WHAT YOU ARE ASKED TO DO: Which lines of the records contain the word "protocol"? Copy each one.

(Collected data)
= Beginning of Section =

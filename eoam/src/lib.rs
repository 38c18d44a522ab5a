//! EOAM/DPoE wire codec: PDU encoding, frame classification and attribute walks.

mod errors;
mod events;
mod protocol;
mod tlv;
mod types;

#[macro_use]
extern crate log;

pub use crate::errors::{Error, ErrorKind, Result};
pub use crate::events::{
    EventKind, EventNotification, FileTransferAck, FILE_TRANSFER_ACK, ORGANIZATION_SPECIFIC_EVENT,
};
pub use crate::protocol::{
    decode_message_type, DpoeCommand, DpoeOpcode, Frame, MessageType, OPCODE_EVENT_NOTIFICATION,
    OPCODE_ORGANIZATION_SPECIFIC,
};
pub use crate::tlv::{
    check_set_response, get_value, Attribute, AttributeValue, ResponseCode, SetResponseOutcome,
    Value, ADD_STATIC_MAC_ADDRESS, CONTINUATION_BRANCH, DELETE_STATIC_MAC_ADDRESS, DEVICE_ID,
    END_BRANCH,
};
pub use crate::types::{multicast_mac, Branch, Leaf, MacAddress, Oui};

use byteorder::{BigEndian, ReadBytesExt, WriteBytesExt};
use std::io::{Read, Write};

pub trait ReadWire: Sized {
    fn read_wire<R>(r: &mut R) -> Result<Self>
    where
        R: Read;
}

pub trait WriteWire {
    fn wire_len(&self) -> u16;

    fn write_wire<W>(self, w: &mut W) -> Result<()>
    where
        W: Write;
}

impl ReadWire for u8 {
    fn read_wire<R>(r: &mut R) -> Result<Self>
    where
        R: Read,
    {
        Ok(r.read_u8()?)
    }
}

impl WriteWire for u8 {
    fn wire_len(&self) -> u16 {
        1
    }

    fn write_wire<W>(self, w: &mut W) -> Result<()>
    where
        W: Write,
    {
        w.write_u8(self)?;
        Ok(())
    }
}

impl ReadWire for u16 {
    fn read_wire<R>(r: &mut R) -> Result<Self>
    where
        R: Read,
    {
        Ok(r.read_u16::<BigEndian>()?)
    }
}

impl WriteWire for u16 {
    fn wire_len(&self) -> u16 {
        2
    }

    fn write_wire<W>(self, w: &mut W) -> Result<()>
    where
        W: Write,
    {
        w.write_u16::<BigEndian>(self)?;
        Ok(())
    }
}

impl ReadWire for u32 {
    fn read_wire<R>(r: &mut R) -> Result<Self>
    where
        R: Read,
    {
        Ok(r.read_u32::<BigEndian>()?)
    }
}

impl WriteWire for u32 {
    fn wire_len(&self) -> u16 {
        4
    }

    fn write_wire<W>(self, w: &mut W) -> Result<()>
    where
        W: Write,
    {
        w.write_u32::<BigEndian>(self)?;
        Ok(())
    }
}

impl ReadWire for u64 {
    fn read_wire<R>(r: &mut R) -> Result<Self>
    where
        R: Read,
    {
        Ok(r.read_u64::<BigEndian>()?)
    }
}

impl WriteWire for u64 {
    fn wire_len(&self) -> u16 {
        8
    }

    fn write_wire<W>(self, w: &mut W) -> Result<()>
    where
        W: Write,
    {
        w.write_u64::<BigEndian>(self)?;
        Ok(())
    }
}

pub trait ReadWireExt {
    fn read_wire<T>(&mut self) -> Result<T>
    where
        T: ReadWire;
}

impl<R> ReadWireExt for R
where
    R: Read,
{
    fn read_wire<T>(&mut self) -> Result<T>
    where
        T: ReadWire,
    {
        T::read_wire(self)
    }
}

pub trait WriteWireExt {
    fn write_wire<T>(&mut self, value: T) -> Result<()>
    where
        T: WriteWire;
}

impl<W> WriteWireExt for W
where
    W: Write,
{
    fn write_wire<T>(&mut self, value: T) -> Result<()>
    where
        T: WriteWire,
    {
        value.write_wire(self)
    }
}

= End of Section =

ANSWER TO THIS TASK:
mod protocol;
pub use crate::protocol::{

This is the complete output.